**WHAT IS EXPECTED:** Of all the lines below, output only those starting at the one with "Smallest grid the pipeline accepts in either dimension." and ending at the one with "of the map.", both ends included, exactly as written.

[Stored items]
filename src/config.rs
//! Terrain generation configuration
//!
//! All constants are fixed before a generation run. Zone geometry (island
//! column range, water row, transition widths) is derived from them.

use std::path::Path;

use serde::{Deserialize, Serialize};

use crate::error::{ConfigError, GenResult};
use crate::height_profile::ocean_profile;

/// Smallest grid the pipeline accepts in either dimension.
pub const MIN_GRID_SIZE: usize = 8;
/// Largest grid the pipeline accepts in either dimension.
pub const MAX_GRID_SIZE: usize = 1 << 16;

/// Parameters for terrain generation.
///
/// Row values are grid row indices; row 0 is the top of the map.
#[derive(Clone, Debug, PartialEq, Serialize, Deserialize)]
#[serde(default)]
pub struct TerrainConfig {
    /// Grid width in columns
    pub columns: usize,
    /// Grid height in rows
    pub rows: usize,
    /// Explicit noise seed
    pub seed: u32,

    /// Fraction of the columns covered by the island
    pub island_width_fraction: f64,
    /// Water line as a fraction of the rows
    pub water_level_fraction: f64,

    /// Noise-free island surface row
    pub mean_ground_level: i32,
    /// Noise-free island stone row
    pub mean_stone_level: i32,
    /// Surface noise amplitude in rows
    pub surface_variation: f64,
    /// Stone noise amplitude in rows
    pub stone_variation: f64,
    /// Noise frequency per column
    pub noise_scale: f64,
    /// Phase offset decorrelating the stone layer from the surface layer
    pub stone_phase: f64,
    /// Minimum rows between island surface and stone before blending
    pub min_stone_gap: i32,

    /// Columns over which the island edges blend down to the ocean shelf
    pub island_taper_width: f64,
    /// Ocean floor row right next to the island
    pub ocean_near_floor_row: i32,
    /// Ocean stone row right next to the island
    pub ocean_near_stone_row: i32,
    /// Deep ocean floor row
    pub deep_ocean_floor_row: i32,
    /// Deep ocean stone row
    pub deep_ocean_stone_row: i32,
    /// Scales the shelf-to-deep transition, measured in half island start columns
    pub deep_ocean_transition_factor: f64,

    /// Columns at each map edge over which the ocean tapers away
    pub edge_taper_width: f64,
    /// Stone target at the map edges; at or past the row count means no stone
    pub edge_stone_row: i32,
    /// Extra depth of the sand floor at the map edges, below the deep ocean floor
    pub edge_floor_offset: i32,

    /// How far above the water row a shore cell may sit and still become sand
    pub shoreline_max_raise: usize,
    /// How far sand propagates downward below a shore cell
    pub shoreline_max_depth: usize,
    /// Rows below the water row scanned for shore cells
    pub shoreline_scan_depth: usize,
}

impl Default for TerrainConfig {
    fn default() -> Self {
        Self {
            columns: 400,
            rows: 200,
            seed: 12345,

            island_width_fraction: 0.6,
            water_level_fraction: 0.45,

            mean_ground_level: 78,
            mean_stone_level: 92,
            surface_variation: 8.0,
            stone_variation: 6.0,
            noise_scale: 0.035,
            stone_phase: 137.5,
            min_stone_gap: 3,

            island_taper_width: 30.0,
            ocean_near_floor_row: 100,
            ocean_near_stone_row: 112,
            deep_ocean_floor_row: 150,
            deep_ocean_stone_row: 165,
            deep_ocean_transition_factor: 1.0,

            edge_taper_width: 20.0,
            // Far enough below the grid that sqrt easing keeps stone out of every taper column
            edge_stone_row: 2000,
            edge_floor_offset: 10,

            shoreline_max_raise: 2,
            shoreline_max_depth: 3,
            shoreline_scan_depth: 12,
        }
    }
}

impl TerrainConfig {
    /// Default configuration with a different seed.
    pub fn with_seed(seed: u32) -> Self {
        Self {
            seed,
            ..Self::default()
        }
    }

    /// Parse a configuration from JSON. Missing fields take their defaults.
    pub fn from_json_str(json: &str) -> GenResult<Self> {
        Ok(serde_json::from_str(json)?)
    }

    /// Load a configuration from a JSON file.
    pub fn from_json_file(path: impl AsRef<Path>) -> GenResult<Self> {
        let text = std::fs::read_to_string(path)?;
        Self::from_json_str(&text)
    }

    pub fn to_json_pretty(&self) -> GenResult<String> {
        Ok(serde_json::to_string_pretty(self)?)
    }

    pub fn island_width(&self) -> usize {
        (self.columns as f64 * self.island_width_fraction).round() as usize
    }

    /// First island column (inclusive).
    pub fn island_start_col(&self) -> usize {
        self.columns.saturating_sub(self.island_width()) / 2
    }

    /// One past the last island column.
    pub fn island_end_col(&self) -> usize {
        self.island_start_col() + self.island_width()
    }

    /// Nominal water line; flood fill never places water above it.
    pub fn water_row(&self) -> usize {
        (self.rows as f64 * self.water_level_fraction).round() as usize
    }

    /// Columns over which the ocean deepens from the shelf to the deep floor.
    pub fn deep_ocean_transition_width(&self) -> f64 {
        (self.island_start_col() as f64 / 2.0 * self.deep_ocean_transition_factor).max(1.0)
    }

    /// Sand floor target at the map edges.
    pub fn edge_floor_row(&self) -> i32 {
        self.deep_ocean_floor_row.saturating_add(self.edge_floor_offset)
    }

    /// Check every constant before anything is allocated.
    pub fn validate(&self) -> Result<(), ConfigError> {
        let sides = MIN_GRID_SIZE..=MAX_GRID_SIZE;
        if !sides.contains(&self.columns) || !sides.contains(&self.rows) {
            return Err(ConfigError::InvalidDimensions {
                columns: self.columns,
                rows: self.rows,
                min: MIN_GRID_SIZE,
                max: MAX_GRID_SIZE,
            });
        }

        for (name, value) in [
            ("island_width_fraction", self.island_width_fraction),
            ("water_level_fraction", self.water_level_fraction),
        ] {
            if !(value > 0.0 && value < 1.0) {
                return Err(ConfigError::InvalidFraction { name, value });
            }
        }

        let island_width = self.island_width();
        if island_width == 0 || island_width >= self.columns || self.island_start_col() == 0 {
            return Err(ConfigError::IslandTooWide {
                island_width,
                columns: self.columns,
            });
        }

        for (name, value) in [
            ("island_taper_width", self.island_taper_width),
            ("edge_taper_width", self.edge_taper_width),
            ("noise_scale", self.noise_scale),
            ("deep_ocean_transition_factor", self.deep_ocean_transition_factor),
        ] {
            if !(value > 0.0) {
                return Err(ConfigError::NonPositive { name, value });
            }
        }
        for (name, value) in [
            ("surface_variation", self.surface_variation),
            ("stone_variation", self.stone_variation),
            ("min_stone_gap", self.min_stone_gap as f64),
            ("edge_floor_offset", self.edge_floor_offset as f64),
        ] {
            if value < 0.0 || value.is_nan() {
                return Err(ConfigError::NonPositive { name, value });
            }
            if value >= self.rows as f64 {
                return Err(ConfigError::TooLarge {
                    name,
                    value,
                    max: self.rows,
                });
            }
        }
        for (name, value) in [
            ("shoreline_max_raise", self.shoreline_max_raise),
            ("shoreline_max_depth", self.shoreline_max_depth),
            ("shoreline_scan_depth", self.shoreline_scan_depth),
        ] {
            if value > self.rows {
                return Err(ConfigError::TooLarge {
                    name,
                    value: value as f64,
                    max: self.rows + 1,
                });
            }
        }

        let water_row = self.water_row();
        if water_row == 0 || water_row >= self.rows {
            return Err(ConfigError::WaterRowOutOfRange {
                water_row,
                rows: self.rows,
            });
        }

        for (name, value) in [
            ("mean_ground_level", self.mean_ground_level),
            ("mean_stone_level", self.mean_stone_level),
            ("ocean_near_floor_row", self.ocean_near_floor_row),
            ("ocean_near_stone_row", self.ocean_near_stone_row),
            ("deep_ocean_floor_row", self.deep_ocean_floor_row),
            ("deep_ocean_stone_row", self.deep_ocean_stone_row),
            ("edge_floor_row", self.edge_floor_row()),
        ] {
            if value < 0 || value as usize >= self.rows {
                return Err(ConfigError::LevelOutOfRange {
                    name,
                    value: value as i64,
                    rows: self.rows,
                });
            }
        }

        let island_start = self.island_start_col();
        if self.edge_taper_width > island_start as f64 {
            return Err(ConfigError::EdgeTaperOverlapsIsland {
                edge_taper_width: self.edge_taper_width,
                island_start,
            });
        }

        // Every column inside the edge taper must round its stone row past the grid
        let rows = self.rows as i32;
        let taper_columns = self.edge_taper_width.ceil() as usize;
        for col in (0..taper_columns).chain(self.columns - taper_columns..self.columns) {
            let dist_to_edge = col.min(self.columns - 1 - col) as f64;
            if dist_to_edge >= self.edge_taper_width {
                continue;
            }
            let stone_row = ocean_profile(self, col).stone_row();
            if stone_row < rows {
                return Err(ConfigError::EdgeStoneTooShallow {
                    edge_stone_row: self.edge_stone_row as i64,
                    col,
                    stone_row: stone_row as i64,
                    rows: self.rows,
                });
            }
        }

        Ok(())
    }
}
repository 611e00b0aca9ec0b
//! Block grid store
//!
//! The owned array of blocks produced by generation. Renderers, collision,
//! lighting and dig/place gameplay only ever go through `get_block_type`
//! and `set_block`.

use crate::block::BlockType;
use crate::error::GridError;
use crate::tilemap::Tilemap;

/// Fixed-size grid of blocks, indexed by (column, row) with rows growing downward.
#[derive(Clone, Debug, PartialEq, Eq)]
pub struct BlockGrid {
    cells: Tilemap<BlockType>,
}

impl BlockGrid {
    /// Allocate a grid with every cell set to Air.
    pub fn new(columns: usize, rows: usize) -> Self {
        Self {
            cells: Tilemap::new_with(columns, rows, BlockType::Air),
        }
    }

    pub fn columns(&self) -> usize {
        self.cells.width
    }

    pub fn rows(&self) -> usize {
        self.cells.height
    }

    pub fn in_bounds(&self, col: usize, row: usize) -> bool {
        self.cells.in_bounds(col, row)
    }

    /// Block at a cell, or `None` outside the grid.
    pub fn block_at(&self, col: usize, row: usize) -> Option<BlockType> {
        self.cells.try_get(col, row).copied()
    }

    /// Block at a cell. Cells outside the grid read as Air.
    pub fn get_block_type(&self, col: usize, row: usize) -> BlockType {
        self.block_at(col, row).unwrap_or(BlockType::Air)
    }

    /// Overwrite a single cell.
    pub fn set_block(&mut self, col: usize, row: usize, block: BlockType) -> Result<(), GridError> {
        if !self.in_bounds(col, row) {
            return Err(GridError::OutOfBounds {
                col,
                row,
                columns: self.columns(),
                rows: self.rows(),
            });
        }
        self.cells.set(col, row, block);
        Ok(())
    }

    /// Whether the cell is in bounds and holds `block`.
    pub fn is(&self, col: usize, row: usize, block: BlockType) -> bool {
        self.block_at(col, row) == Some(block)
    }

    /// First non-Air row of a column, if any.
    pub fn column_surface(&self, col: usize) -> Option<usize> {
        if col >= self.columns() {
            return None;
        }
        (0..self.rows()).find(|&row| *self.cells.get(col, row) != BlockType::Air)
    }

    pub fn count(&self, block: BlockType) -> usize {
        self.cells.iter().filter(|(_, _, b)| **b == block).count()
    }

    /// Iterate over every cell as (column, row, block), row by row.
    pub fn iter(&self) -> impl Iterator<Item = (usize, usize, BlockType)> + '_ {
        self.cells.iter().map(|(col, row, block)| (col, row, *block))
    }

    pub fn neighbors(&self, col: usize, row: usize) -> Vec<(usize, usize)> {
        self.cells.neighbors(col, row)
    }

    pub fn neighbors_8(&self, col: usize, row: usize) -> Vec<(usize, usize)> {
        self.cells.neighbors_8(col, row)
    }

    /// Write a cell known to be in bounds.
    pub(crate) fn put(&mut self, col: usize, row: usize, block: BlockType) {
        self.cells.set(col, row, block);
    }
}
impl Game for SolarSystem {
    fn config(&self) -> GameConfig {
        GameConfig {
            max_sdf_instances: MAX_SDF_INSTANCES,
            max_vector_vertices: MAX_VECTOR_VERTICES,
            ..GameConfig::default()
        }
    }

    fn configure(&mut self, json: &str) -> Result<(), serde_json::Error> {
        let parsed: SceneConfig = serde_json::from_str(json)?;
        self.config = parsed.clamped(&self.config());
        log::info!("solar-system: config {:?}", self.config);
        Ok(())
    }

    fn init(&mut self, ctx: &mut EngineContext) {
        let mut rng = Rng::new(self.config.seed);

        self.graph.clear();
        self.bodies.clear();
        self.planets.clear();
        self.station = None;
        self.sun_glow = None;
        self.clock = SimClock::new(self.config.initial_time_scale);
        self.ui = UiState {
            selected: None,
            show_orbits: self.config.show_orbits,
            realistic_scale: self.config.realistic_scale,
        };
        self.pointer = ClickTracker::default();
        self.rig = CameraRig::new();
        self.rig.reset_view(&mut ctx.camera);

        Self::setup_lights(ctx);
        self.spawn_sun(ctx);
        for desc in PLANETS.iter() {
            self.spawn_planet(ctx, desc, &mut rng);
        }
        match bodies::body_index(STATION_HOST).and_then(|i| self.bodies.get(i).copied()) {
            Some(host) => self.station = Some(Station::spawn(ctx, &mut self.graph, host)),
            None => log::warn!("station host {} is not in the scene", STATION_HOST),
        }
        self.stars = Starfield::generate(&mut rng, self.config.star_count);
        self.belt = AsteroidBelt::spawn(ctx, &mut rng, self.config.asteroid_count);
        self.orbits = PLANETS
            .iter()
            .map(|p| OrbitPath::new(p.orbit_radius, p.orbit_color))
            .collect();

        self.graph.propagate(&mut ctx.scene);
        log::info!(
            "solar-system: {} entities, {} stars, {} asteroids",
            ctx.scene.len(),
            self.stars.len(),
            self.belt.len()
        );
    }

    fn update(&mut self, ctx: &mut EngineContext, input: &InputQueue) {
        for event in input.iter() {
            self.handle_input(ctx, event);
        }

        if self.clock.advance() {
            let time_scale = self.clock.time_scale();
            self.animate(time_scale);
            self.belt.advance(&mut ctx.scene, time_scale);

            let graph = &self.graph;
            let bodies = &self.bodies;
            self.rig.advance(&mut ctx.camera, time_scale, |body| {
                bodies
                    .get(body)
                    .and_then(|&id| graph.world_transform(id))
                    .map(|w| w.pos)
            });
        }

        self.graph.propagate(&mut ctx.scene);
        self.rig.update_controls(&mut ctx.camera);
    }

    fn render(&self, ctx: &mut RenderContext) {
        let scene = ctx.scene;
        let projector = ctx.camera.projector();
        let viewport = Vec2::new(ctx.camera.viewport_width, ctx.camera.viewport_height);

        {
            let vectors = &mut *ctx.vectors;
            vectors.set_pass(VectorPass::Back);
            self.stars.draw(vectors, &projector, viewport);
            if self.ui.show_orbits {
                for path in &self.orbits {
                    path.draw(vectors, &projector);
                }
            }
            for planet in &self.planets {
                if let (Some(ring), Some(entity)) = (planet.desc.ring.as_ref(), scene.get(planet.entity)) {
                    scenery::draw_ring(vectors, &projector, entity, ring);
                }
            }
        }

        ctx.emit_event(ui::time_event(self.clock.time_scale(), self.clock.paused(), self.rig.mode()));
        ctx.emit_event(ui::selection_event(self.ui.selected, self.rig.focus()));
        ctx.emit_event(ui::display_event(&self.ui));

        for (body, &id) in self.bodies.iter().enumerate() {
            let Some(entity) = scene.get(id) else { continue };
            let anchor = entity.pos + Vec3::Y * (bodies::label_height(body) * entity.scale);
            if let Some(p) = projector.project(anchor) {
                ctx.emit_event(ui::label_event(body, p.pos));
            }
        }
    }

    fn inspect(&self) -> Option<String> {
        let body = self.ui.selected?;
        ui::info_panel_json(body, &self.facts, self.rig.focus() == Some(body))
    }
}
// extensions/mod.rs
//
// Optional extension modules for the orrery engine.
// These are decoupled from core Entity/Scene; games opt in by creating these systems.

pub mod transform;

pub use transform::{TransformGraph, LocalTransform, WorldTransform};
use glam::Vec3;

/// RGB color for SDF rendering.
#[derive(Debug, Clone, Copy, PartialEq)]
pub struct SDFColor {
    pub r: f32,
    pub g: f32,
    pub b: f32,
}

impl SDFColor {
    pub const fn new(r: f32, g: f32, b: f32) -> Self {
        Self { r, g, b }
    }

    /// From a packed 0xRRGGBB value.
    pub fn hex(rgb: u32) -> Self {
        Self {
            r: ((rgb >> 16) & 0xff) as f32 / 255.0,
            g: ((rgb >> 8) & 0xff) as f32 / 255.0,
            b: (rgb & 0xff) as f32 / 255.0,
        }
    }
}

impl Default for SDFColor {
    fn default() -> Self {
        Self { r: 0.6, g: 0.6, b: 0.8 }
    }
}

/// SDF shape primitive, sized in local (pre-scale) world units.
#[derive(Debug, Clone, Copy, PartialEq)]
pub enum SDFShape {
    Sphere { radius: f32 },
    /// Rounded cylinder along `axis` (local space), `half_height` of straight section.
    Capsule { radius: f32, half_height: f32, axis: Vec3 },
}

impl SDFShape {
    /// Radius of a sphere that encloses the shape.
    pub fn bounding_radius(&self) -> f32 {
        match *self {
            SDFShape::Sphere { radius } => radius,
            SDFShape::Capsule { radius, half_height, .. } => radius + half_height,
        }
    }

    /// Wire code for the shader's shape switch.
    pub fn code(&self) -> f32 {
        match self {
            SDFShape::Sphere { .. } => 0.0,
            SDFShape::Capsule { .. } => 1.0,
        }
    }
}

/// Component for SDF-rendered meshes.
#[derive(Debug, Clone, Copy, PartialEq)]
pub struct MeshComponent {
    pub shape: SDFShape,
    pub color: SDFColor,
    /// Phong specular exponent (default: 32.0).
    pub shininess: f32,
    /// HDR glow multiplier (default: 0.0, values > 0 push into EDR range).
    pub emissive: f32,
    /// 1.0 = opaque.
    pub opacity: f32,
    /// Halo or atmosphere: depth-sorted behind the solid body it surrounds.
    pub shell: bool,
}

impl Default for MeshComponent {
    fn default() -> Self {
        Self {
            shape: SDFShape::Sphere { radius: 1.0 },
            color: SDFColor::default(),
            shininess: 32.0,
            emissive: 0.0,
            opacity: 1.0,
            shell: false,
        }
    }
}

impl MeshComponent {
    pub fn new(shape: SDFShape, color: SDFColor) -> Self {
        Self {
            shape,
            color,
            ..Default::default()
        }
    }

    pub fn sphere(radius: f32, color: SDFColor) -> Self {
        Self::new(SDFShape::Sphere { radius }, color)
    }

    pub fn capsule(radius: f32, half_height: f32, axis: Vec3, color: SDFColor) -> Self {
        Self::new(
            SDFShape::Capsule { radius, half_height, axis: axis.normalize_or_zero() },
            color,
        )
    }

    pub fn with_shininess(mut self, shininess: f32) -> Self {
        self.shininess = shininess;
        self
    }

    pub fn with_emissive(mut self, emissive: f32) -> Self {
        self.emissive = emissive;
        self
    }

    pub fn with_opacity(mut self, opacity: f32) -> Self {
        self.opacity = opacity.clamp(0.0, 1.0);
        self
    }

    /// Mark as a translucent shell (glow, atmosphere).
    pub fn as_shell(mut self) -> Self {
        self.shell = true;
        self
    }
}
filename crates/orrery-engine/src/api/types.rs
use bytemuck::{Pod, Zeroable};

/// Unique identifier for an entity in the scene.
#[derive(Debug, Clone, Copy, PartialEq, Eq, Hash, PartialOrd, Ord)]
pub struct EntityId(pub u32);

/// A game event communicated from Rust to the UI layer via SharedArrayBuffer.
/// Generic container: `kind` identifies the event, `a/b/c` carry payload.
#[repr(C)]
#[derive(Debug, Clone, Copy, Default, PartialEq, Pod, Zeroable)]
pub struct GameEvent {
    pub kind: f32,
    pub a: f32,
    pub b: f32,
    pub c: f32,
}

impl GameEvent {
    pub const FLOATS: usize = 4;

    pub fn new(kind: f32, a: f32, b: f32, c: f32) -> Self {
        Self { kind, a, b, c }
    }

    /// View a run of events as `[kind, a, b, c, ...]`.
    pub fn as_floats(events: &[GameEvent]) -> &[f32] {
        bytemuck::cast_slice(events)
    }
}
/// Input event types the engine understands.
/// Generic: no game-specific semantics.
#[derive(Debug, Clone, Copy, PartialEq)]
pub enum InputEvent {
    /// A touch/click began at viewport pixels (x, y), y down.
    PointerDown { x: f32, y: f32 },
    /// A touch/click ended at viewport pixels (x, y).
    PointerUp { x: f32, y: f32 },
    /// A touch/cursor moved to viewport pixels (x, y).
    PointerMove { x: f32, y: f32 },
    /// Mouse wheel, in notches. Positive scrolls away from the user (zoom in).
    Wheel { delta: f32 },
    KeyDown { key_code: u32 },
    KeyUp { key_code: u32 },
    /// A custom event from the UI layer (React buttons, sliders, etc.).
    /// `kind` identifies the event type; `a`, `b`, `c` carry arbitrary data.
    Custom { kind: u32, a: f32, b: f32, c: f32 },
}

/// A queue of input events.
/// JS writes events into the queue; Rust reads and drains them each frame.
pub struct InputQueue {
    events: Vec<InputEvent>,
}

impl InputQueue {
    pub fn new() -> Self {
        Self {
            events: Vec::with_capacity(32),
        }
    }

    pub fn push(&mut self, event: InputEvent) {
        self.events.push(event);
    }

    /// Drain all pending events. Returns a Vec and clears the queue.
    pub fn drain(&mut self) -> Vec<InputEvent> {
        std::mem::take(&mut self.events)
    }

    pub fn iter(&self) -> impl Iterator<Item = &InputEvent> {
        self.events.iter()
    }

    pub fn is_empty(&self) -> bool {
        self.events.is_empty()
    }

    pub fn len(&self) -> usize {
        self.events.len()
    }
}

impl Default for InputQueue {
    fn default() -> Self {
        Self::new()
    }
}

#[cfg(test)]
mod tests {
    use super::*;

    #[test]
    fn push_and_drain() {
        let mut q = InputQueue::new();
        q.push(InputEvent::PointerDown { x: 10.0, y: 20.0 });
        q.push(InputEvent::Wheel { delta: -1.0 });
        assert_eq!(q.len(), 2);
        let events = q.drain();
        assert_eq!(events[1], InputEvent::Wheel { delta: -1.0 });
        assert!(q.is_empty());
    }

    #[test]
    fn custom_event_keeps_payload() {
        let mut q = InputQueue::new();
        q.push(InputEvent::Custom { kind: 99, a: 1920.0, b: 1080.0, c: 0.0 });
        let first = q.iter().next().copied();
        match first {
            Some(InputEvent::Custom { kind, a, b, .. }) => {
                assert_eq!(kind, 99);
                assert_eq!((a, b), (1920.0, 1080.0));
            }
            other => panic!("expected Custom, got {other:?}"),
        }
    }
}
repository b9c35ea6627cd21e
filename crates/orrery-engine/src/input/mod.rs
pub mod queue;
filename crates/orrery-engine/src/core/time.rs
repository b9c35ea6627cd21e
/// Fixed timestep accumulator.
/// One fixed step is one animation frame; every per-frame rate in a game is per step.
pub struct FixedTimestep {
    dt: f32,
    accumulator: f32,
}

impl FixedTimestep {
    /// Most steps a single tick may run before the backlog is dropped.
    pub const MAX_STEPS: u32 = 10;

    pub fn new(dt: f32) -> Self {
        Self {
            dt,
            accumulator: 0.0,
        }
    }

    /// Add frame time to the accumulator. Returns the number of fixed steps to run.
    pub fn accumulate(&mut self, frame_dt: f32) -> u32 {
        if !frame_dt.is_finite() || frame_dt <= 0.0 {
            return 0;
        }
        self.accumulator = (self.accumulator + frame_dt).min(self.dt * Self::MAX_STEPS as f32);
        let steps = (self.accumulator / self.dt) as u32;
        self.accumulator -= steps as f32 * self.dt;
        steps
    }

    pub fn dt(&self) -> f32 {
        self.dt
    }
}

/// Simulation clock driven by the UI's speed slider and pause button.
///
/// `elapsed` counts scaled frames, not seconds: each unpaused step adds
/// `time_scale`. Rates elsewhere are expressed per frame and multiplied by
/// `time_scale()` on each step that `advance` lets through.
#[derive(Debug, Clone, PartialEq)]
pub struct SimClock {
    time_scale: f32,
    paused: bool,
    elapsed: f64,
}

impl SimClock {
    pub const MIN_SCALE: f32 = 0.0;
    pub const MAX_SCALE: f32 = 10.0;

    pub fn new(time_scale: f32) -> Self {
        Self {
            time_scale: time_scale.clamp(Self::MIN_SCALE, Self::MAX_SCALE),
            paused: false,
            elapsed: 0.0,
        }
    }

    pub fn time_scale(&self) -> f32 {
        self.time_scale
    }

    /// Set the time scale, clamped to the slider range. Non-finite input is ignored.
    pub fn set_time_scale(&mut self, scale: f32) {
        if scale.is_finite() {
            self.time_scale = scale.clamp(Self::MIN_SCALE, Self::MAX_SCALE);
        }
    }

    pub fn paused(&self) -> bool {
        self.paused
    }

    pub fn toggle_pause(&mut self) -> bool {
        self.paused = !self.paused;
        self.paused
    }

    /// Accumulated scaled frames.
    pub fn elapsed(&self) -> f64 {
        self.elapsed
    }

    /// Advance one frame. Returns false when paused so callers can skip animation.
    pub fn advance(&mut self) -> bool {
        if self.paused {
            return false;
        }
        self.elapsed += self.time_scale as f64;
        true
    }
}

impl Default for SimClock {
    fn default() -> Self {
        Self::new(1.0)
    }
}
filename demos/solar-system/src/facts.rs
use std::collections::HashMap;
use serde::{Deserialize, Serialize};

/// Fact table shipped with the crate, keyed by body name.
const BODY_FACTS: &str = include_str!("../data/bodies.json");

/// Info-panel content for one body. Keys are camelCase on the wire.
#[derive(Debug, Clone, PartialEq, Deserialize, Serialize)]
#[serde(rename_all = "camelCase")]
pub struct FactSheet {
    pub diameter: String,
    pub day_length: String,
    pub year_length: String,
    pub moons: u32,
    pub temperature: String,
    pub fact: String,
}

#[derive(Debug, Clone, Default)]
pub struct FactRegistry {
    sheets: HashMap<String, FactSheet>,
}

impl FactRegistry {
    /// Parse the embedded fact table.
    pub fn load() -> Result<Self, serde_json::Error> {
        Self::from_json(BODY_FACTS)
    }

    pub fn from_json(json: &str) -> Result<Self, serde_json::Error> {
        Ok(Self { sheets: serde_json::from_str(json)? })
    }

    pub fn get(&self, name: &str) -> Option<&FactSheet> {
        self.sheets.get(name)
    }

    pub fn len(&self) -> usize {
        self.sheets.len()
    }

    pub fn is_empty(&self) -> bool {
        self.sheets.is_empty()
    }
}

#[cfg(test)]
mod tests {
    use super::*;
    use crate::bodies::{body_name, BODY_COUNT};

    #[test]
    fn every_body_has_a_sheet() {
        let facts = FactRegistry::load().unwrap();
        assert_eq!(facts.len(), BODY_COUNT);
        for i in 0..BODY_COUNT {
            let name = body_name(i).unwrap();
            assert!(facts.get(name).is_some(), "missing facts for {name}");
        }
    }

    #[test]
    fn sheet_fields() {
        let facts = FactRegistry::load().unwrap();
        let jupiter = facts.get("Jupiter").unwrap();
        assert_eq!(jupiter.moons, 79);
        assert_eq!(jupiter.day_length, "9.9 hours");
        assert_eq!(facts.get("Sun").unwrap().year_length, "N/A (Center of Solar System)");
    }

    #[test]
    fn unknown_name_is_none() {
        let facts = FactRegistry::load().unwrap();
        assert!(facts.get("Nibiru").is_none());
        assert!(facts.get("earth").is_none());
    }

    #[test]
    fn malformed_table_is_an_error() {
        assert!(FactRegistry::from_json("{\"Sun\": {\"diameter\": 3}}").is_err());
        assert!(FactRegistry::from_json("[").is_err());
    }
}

**YOUR RESPONSE:**
/// Smallest grid the pipeline accepts in either dimension.
pub const MIN_GRID_SIZE: usize = 8;
/// Largest grid the pipeline accepts in either dimension.
pub const MAX_GRID_SIZE: usize = 1 << 16;

/// Parameters for terrain generation.
///
/// Row values are grid row indices; row 0 is the top of the map.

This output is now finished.